[Stored data entries]
+ + + + +
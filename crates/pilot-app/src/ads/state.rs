//! Per-surface ad lifecycle state machine
//!
//! ```text
//! Unloaded ──LoadRequested──▶ Loading ──Loaded──▶ Loaded ──ShowStarted──▶ Showing
//!    ▲                          │                                          │
//!    └──────LoadFailed──────────┘◀──────────Dismissed / ShowFailed─────────┘
//! ```
//!
//! SDK callbacks arrive as [`AdEvent`]s and are applied by [`transition`],
//! the only function that mutates an [`AdUnitState`]. The returned
//! [`AdCommand`] tells the orchestrator when to load again.

use pilot_core::{AdHandle, AdSurface};

/// Lifecycle phase of one surface
#[derive(Debug, Clone, Copy, PartialEq, Eq, Default)]
pub enum AdPhase {
    /// Nothing loaded, no load outstanding
    #[default]
    Unloaded,
    /// One load outstanding
    Loading,
    /// Ready to show
    Loaded,
    /// On screen
    Showing,
}

/// Load/show state of one surface.
#[derive(Debug, Clone, PartialEq, Eq, Default)]
pub struct AdUnitState {
    /// Current phase
    pub phase: AdPhase,
    /// SDK handle while loaded or showing
    pub handle: Option<AdHandle>,
    /// Number of show requests seen (interstitial sampling)
    pub shown_count: u64,
    /// Epoch ms at which a delayed reload becomes due
    pub retry_at_ms: Option<u64>,
    /// Load failures since the last successful load
    pub consecutive_failures: u32,
}

impl AdUnitState {
    /// An ad is ready to be shown
    pub fn loaded(&self) -> bool {
        self.phase == AdPhase::Loaded
    }

    /// A load may be issued now
    pub fn can_load(&self) -> bool {
        self.phase == AdPhase::Unloaded
    }

    /// A delayed reload is due at `now_ms`
    pub fn retry_due(&self, now_ms: u64) -> bool {
        self.phase == AdPhase::Unloaded && self.retry_at_ms.is_some_and(|at| at <= now_ms)
    }

    /// A load may be issued at `now_ms`: unloaded and not backing off
    pub fn load_allowed(&self, now_ms: u64) -> bool {
        self.can_load() && !matches!(self.retry_at_ms, Some(at) if at > now_ms)
    }
}

/// Typed SDK / lifecycle event for one surface
#[derive(Debug, Clone, PartialEq, Eq)]
pub enum AdEvent {
    /// A load was issued
    LoadRequested,
    /// The SDK reported a loaded ad
    Loaded(AdHandle),
    /// The SDK reported a load failure
    LoadFailed {
        /// SDK reason
        reason: String,
    },
    /// The ad was presented
    ShowStarted,
    /// The ad was closed by the user
    Dismissed,
    /// Presentation failed
    ShowFailed {
        /// SDK reason
        reason: String,
    },
    /// The policy switched the surface off
    Disabled,
}

impl AdEvent {
    fn name(&self) -> &'static str {
        match self {
            Self::LoadRequested => "load_requested",
            Self::Loaded(_) => "loaded",
            Self::LoadFailed { .. } => "load_failed",
            Self::ShowStarted => "show_started",
            Self::Dismissed => "dismissed",
            Self::ShowFailed { .. } => "show_failed",
            Self::Disabled => "disabled",
        }
    }
}

/// Follow-up requested by a transition
#[derive(Debug, Clone, Copy, PartialEq, Eq)]
pub enum AdCommand {
    /// Issue a new load immediately
    ReloadNow,
    /// Issue a new load once the clock reaches this epoch ms
    ReloadAt(u64),
}

/// Inputs a transition needs besides the event
#[derive(Debug, Clone, Copy, PartialEq, Eq)]
pub struct TransitionContext {
    /// Current epoch ms
    pub now_ms: u64,
    /// Backoff applied to deadline reloads
    pub retry_delay_ms: u64,
}

/// Event not valid in the current phase
#[derive(Debug, Clone, PartialEq, Eq, thiserror::Error)]
#[error("{surface}: event '{event}' not valid in phase {phase:?}")]
pub struct TransitionError {
    /// Surface the event was for
    pub surface: AdSurface,
    /// Phase at the time
    pub phase: AdPhase,
    /// Event name
    pub event: &'static str,
}

/// Consecutive load failures of an interstitial or rewarded unit that are
/// reloaded at once before falling back to the retry deadline
pub const IMMEDIATE_RELOAD_LIMIT: u32 = 3;

fn reload_later(ctx: TransitionContext) -> Option<AdCommand> {
    Some(AdCommand::ReloadAt(ctx.now_ms.saturating_add(ctx.retry_delay_ms)))
}

fn reload_after_failure(
    surface: AdSurface,
    consecutive_failures: u32,
    ctx: TransitionContext,
) -> Option<AdCommand> {
    match surface {
        // The host banner view refreshes itself.
        AdSurface::Banner => None,
        AdSurface::AppOpen => reload_later(ctx),
        AdSurface::Interstitial | AdSurface::Rewarded
            if consecutive_failures <= IMMEDIATE_RELOAD_LIMIT =>
        {
            Some(AdCommand::ReloadNow)
        }
        AdSurface::Interstitial | AdSurface::Rewarded => reload_later(ctx),
    }
}

fn reload_after_show(surface: AdSurface, failed: bool, ctx: TransitionContext) -> Option<AdCommand> {
    match surface {
        AdSurface::Banner => None,
        // Shown at most once per activation; only a failed show is retried.
        AdSurface::AppOpen if failed => reload_later(ctx),
        AdSurface::AppOpen => None,
        AdSurface::Interstitial | AdSurface::Rewarded => Some(AdCommand::ReloadNow),
    }
}

/// Apply `event` to `state`.
///
/// Rejected events leave `state` untouched. A second `LoadRequested` while a
/// load is outstanding is rejected, so a surface never has two loads in
/// flight.
pub fn transition(
    surface: AdSurface,
    state: &mut AdUnitState,
    event: AdEvent,
    ctx: TransitionContext,
) -> Result<Option<AdCommand>, TransitionError> {
    let reject = |state: &AdUnitState, event: &AdEvent| TransitionError {
        surface,
        phase: state.phase,
        event: event.name(),
    };

    match (state.phase, &event) {
        (_, AdEvent::Disabled) => {
            *state = AdUnitState {
                shown_count: state.shown_count,
                ..AdUnitState::default()
            };
            Ok(None)
        }
        (AdPhase::Unloaded, AdEvent::LoadRequested) => {
            state.phase = AdPhase::Loading;
            state.retry_at_ms = None;
            Ok(None)
        }
        (AdPhase::Loading, AdEvent::Loaded(handle)) => {
            state.phase = AdPhase::Loaded;
            state.handle = Some(*handle);
            state.consecutive_failures = 0;
            Ok(None)
        }
        (AdPhase::Loading, AdEvent::LoadFailed { .. }) => {
            state.phase = AdPhase::Unloaded;
            state.handle = None;
            state.consecutive_failures = state.consecutive_failures.saturating_add(1);
            let command = reload_after_failure(surface, state.consecutive_failures, ctx);
            if let Some(AdCommand::ReloadAt(at)) = command {
                state.retry_at_ms = Some(at);
            }
            Ok(command)
        }
        (AdPhase::Loaded, AdEvent::ShowStarted) => {
            state.phase = AdPhase::Showing;
            Ok(None)
        }
        (AdPhase::Showing, AdEvent::Dismissed | AdEvent::ShowFailed { .. }) => {
            state.phase = AdPhase::Unloaded;
            state.handle = None;
            let failed = matches!(event, AdEvent::ShowFailed { .. });
            let command = reload_after_show(surface, failed, ctx);
            if let Some(AdCommand::ReloadAt(at)) = command {
                state.retry_at_ms = Some(at);
            }
            Ok(command)
        }
        _ => Err(reject(state, &event)),
    }
}

#[cfg(test)]
mod tests {
    use super::*;

    const CTX: TransitionContext = TransitionContext {
        now_ms: 50_000,
        retry_delay_ms: 10_000,
    };

    fn loaded(surface: AdSurface) -> AdUnitState {
        let mut state = AdUnitState::default();
        transition(surface, &mut state, AdEvent::LoadRequested, CTX).unwrap();
        transition(surface, &mut state, AdEvent::Loaded(AdHandle(1)), CTX).unwrap();
        state
    }

    #[test]
    fn full_cycle_reloads_interstitial_immediately() {
        let mut state = loaded(AdSurface::Interstitial);
        assert!(state.loaded());
        transition(AdSurface::Interstitial, &mut state, AdEvent::ShowStarted, CTX).unwrap();
        let cmd = transition(AdSurface::Interstitial, &mut state, AdEvent::Dismissed, CTX).unwrap();
        assert_eq!(cmd, Some(AdCommand::ReloadNow));
        assert_eq!(state.phase, AdPhase::Unloaded);
        assert_eq!(state.handle, None);
    }

    #[test]
    fn second_load_is_rejected_while_loading() {
        let mut state = AdUnitState::default();
        transition(AdSurface::Rewarded, &mut state, AdEvent::LoadRequested, CTX).unwrap();
        let err = transition(AdSurface::Rewarded, &mut state, AdEvent::LoadRequested, CTX)
            .unwrap_err();
        assert_eq!(err.phase, AdPhase::Loading);
        assert_eq!(state.phase, AdPhase::Loading);
    }

    #[test]
    fn app_open_failure_backs_off() {
        let mut state = AdUnitState::default();
        transition(AdSurface::AppOpen, &mut state, AdEvent::LoadRequested, CTX).unwrap();
        let cmd = transition(
            AdSurface::AppOpen,
            &mut state,
            AdEvent::LoadFailed {
                reason: "no fill".to_string(),
            },
            CTX,
        )
        .unwrap();
        assert_eq!(cmd, Some(AdCommand::ReloadAt(60_000)));
        assert_eq!(state.retry_at_ms, Some(60_000));
        assert!(!state.retry_due(59_999));
        assert!(state.retry_due(60_000));
        assert_eq!(state.consecutive_failures, 1);
    }

    fn fail(surface: AdSurface, state: &mut AdUnitState) -> Option<AdCommand> {
        transition(surface, state, AdEvent::LoadRequested, CTX).unwrap();
        transition(
            surface,
            state,
            AdEvent::LoadFailed {
                reason: "timeout".to_string(),
            },
            CTX,
        )
        .unwrap()
    }

    #[test]
    fn rewarded_failure_reloads_at_once_then_backs_off() {
        let mut state = AdUnitState::default();
        for _ in 0..IMMEDIATE_RELOAD_LIMIT {
            assert_eq!(fail(AdSurface::Rewarded, &mut state), Some(AdCommand::ReloadNow));
            assert_eq!(state.retry_at_ms, None);
            assert!(state.load_allowed(CTX.now_ms));
        }

        assert_eq!(
            fail(AdSurface::Rewarded, &mut state),
            Some(AdCommand::ReloadAt(60_000))
        );
        assert!(!state.load_allowed(59_999));
        assert!(state.load_allowed(60_000));
    }

    #[test]
    fn successful_load_resets_the_immediate_budget() {
        let mut state = AdUnitState::default();
        for _ in 0..=IMMEDIATE_RELOAD_LIMIT {
            fail(AdSurface::Interstitial, &mut state);
        }
        transition(AdSurface::Interstitial, &mut state, AdEvent::LoadRequested, CTX).unwrap();
        transition(AdSurface::Interstitial, &mut state, AdEvent::Loaded(AdHandle(2)), CTX).unwrap();
        assert_eq!(state.consecutive_failures, 0);

        transition(AdSurface::Interstitial, &mut state, AdEvent::ShowStarted, CTX).unwrap();
        transition(AdSurface::Interstitial, &mut state, AdEvent::Dismissed, CTX).unwrap();
        assert_eq!(fail(AdSurface::Interstitial, &mut state), Some(AdCommand::ReloadNow));
    }

    #[test]
    fn app_open_is_not_reloaded_after_a_successful_show() {
        let mut state = loaded(AdSurface::AppOpen);
        transition(AdSurface::AppOpen, &mut state, AdEvent::ShowStarted, CTX).unwrap();
        let cmd = transition(AdSurface::AppOpen, &mut state, AdEvent::Dismissed, CTX).unwrap();
        assert_eq!(cmd, None);
        assert_eq!(state.retry_at_ms, None);
    }

    #[test]
    fn show_requires_loaded() {
        let mut state = AdUnitState::default();
        assert!(transition(AdSurface::Interstitial, &mut state, AdEvent::ShowStarted, CTX).is_err());
    }

    #[test]
    fn late_load_after_disable_is_rejected() {
        let mut state = AdUnitState::default();
        transition(AdSurface::Banner, &mut state, AdEvent::LoadRequested, CTX).unwrap();
        transition(AdSurface::Banner, &mut state, AdEvent::Disabled, CTX).unwrap();
        assert!(transition(AdSurface::Banner, &mut state, AdEvent::Loaded(AdHandle(3)), CTX).is_err());
        assert_eq!(state.phase, AdPhase::Unloaded);
    }
}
+ + + + +
-- PROBLEM TO SOLVE --
The number of lines above where the word "bool" occurs, and only that number, is the answer.

-- ANSWER SPACE --
5